Am Mittwoch führten Polizeibehörden in allen 16 Bundesländern Maßnahmen gegen Verdächtige von Internet-Hassverbrechen durch – Anlass ist ein bundesweiter Aktionstag gegen Internet-Hasspostings. Wie das Bundeskriminalamt nun gegenüber Apollo News mitgeteilt hat, gab es bundesweit insgesamt 51 Durchsuchungsmaßnahmen – 38 dieser Haus- und Wohnungsdurchsuchungen wurden dabei in Ermittlungsverfahren durchgeführt, die dem Phänomenbereich PMK rechts zugeordnet werden.
Apollo News hatte außerdem angefragt, ob es dabei im Rahmen des Aktionstags auch zu Hausdurchsuchungen bei Minderjährigen kam und in wie vielen Fällen Politikerbeleidigung oder Islamfeindliche Beiträge zu den Hausdurchsuchungen führten.
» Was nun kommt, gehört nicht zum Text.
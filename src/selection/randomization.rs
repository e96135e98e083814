//! Permutation test deciding whether an attribute beats its shuffled copies.

use ndarray::ArrayView1;

use crate::core::error::{Result, RoughSetError};
use crate::core::types::Code;
use crate::core::utils::Random;
use crate::measures::ChaosFn;
use crate::partition::GroupIndex;

/// One-sided permutation significance test for a candidate attribute.
///
/// The real split score is compared against `probes_count` splits by randomly
/// permuted copies of `attr_values`. The smoothed share of probes scoring
/// strictly worse than the real attribute,
/// `(better + smoothing) / (probes + 2 * smoothing)`, must reach
/// `1 - allowed_randomness`.
///
/// All shuffles consume `rng`, so the outcome is fixed by its state.
#[allow(clippy::too_many_arguments)]
pub fn check_if_attr_better_than_shuffled(
    group_index: &GroupIndex,
    attr_values: ArrayView1<'_, Code>,
    attr_values_count: usize,
    values: ArrayView1<'_, Code>,
    values_count: usize,
    probes_count: usize,
    allowed_randomness: f64,
    chaos_fn: ChaosFn,
    rng: &mut Random,
    smoothing_parameter: f64,
) -> Result<bool> {
    let denominator = probes_count as f64 + 2.0 * smoothing_parameter;
    if !(denominator > 0.0) || !smoothing_parameter.is_finite() {
        return Err(RoughSetError::invalid_parameter(
            "daar_smoothing_parameter",
            smoothing_parameter.to_string(),
            "probe score denominator must be positive",
        ));
    }

    let attr_chaos_score = group_index.get_chaos_score_after_split(
        attr_values,
        attr_values_count,
        values,
        values_count,
        chaos_fn,
    )?;

    let mut shuffled = attr_values.to_vec();
    let mut attr_is_better_count = 0usize;
    for _ in 0..probes_count {
        rng.shuffle(&mut shuffled);
        let shuffled_chaos_score = group_index.get_chaos_score_after_split(
            ArrayView1::from(&shuffled[..]),
            attr_values_count,
            values,
            values_count,
            chaos_fn,
        )?;
        if shuffled_chaos_score > attr_chaos_score {
            attr_is_better_count += 1;
        }
    }

    let attr_probe_score = (attr_is_better_count as f64 + smoothing_parameter) / denominator;
    log::trace!(
        "Randomization check: score {:.6}, better in {}/{} probes, probe score {:.4}",
        attr_chaos_score,
        attr_is_better_count,
        probes_count,
        attr_probe_score
    );
    Ok(attr_probe_score >= 1.0 - allowed_randomness)
}

#[cfg(test)]
mod tests {
    use super::*;
    use crate::measures::{entropy, gini_impurity};
    use ndarray::Array1;

    fn alternating(n: usize) -> Array1<Code> {
        (0..n).map(|i| i % 2).collect()
    }

    #[test]
    fn test_zero_probes_scores_one_half() {
        let values = alternating(10);
        let gi = GroupIndex::create_uniform(values.len());
        let mut rng = Random::with_seed(1);
        let check = |allowed, rng: &mut Random| {
            check_if_attr_better_than_shuffled(
                &gi, values.view(), 2, values.view(), 2, 0, allowed, entropy, rng, 1.0,
            )
            .unwrap()
        };
        assert!(check(0.5, &mut rng));
        assert!(!check(0.49, &mut rng));
    }

    #[test]
    fn test_perfect_predictor_passes() {
        let values = alternating(200);
        let gi = GroupIndex::create_uniform(values.len());
        let mut rng = Random::with_seed(7);
        assert!(check_if_attr_better_than_shuffled(
            &gi, values.view(), 2, values.view(), 2, 100, 0.05, entropy, &mut rng, 1.0,
        )
        .unwrap());
    }

    #[test]
    fn test_constant_attribute_fails() {
        let values = alternating(200);
        let constant = Array1::<Code>::zeros(200);
        let gi = GroupIndex::create_uniform(values.len());
        let mut rng = Random::with_seed(7);
        assert!(!check_if_attr_better_than_shuffled(
            &gi, constant.view(), 1, values.view(), 2, 100, 0.99, gini_impurity, &mut rng, 1.0,
        )
        .unwrap());
    }

    #[test]
    fn test_same_seed_same_outcome() {
        // weakly informative attribute: agrees with the decision on 60% of objects
        let values = alternating(50);
        let attr: Array1<Code> = (0..50).map(|i| if i % 5 < 3 { i % 2 } else { 1 - i % 2 }).collect();
        let gi = GroupIndex::create_uniform(values.len());
        let run = |seed| {
            let mut rng = Random::with_seed(seed);
            let passed = check_if_attr_better_than_shuffled(
                &gi, attr.view(), 2, values.view(), 2, 40, 0.3, entropy, &mut rng, 1.0,
            )
            .unwrap();
            (passed, rng.next_u64())
        };
        for seed in 0..16 {
            assert_eq!(run(seed), run(seed), "seed {}", seed);
        }
    }

    #[test]
    fn test_invalid_smoothing() {
        let values = alternating(4);
        let gi = GroupIndex::create_uniform(4);
        let mut rng = Random::with_seed(0);
        assert!(check_if_attr_better_than_shuffled(
            &gi, values.view(), 2, values.view(), 2, 0, 0.1, entropy, &mut rng, 0.0,
        )
        .is_err());
    }
}
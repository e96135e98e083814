//! Inner loop hooks.

use crate::core::error::Result;
use crate::core::types::{AttrIndex, Elements};
use crate::partition::GroupIndex;
use crate::processing::hooks::{InnerProcessHook, InnerStopHook};
use crate::processing::state::ProcessingState;

/// Leave the inner loop once the working set is empty.
#[derive(Debug, Clone, Copy, Default)]
pub struct ElementsEmpty;

impl InnerStopHook for ElementsEmpty {
    fn should_stop(&self, _state: &ProcessingState, elements: &[usize]) -> Result<bool> {
        Ok(elements.is_empty())
    }
}

/// Add the first element to the result and refine the group index by it.
#[derive(Debug, Clone, Copy, Default)]
pub struct AddFirstAttr;

impl InnerProcessHook for AddFirstAttr {
    fn process(&self, state: &mut ProcessingState, mut elements: Elements) -> Result<Elements> {
        if elements.is_empty() {
            return Ok(elements);
        }
        let attr = elements.remove(0);
        let input = &state.input;
        state.values.group_index =
            state
                .values
                .group_index
                .split(input.x().column(attr), input.x_counts()[attr], true)?;
        state.values.result_attrs.push(attr);
        log::debug!(
            "Added attribute {}, result attrs {:?}",
            attr,
            state.values.result_attrs
        );
        Ok(elements)
    }
}

/// Drop the first element from the result if the chaos of the remaining
/// attributes stays within the approximation threshold.
#[derive(Debug, Clone, Copy, Default)]
pub struct TryRemoveFirstAttr;

impl InnerProcessHook for TryRemoveFirstAttr {
    fn process(&self, state: &mut ProcessingState, mut elements: Elements) -> Result<Elements> {
        if elements.is_empty() {
            return Ok(elements);
        }
        let attr = elements.remove(0);
        state.values.reduction_checked_attrs.push(attr);

        let threshold = state.approx_threshold()?;
        let remaining: Vec<AttrIndex> = state
            .values
            .result_attrs
            .iter()
            .copied()
            .filter(|&a| a != attr)
            .collect();
        let input = &state.input;
        let score = GroupIndex::create_from_data(input.x(), input.x_counts(), &remaining)?
            .get_chaos_score(input.y(), input.y_count(), state.config.chaos_measure.function())?;

        if score <= threshold {
            log::debug!("Removed attribute {}: chaos {} <= {}", attr, score, threshold);
            state.values.result_attrs = remaining;
        } else {
            log::trace!("Kept attribute {}: chaos {} > {}", attr, score, threshold);
        }
        Ok(elements)
    }
}

#[cfg(test)]
mod tests {
    use super::*;
    use crate::config::Config;
    use crate::dataset::FactorizedData;
    use crate::processing::hooks::{ComputeChaosScoreStats, InitGroupIndex, UpdateStateHook};
    use ndarray::array;

    // y = x0 xor x1, x2 duplicates x0
    fn state() -> ProcessingState {
        let data = FactorizedData::from_codes_inferred(
            array![[0usize, 0, 0], [0, 1, 0], [1, 0, 1], [1, 1, 1]],
            array![0usize, 1, 1, 0],
        )
        .unwrap();
        let mut state = ProcessingState::new(Config::default(), data, 0).unwrap();
        InitGroupIndex.update(&mut state).unwrap();
        ComputeChaosScoreStats.update(&mut state).unwrap();
        state
    }

    #[test]
    fn test_add_first_attr() {
        let mut state = state();
        let rest = AddFirstAttr.process(&mut state, vec![1, 0]).unwrap();
        assert_eq!(rest, vec![0]);
        assert_eq!(state.values.result_attrs, vec![1]);
        assert_eq!(state.values.group_index.index(), &[0, 1, 0, 1]);
        assert!(!ElementsEmpty.should_stop(&state, &rest).unwrap());
        assert!(ElementsEmpty.should_stop(&state, &[]).unwrap());
    }

    #[test]
    fn test_try_remove_first_attr() {
        let mut state = state();
        state.values.result_attrs = vec![0, 1, 2];
        // x2 is redundant next to x0
        let rest = TryRemoveFirstAttr.process(&mut state, vec![2, 1, 0]).unwrap();
        assert_eq!(state.values.result_attrs, vec![0, 1]);
        let rest = TryRemoveFirstAttr.process(&mut state, rest).unwrap();
        let rest = TryRemoveFirstAttr.process(&mut state, rest).unwrap();
        assert!(rest.is_empty());
        assert_eq!(state.values.result_attrs, vec![0, 1]);
        assert_eq!(state.values.reduction_checked_attrs, vec![2, 1, 0]);
    }
}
Da das Bundeskriminalamt den Aktionstag zwar koordinierte aber zu den einzelnen Fällen keine Sachverhalte zugesendet bekam, konnte der Sprecher des Bundeskriminamts sich dazu nicht äußern. Anfragen von Apollo News bei einzelnen Polizeipräsidien dazu laufen noch.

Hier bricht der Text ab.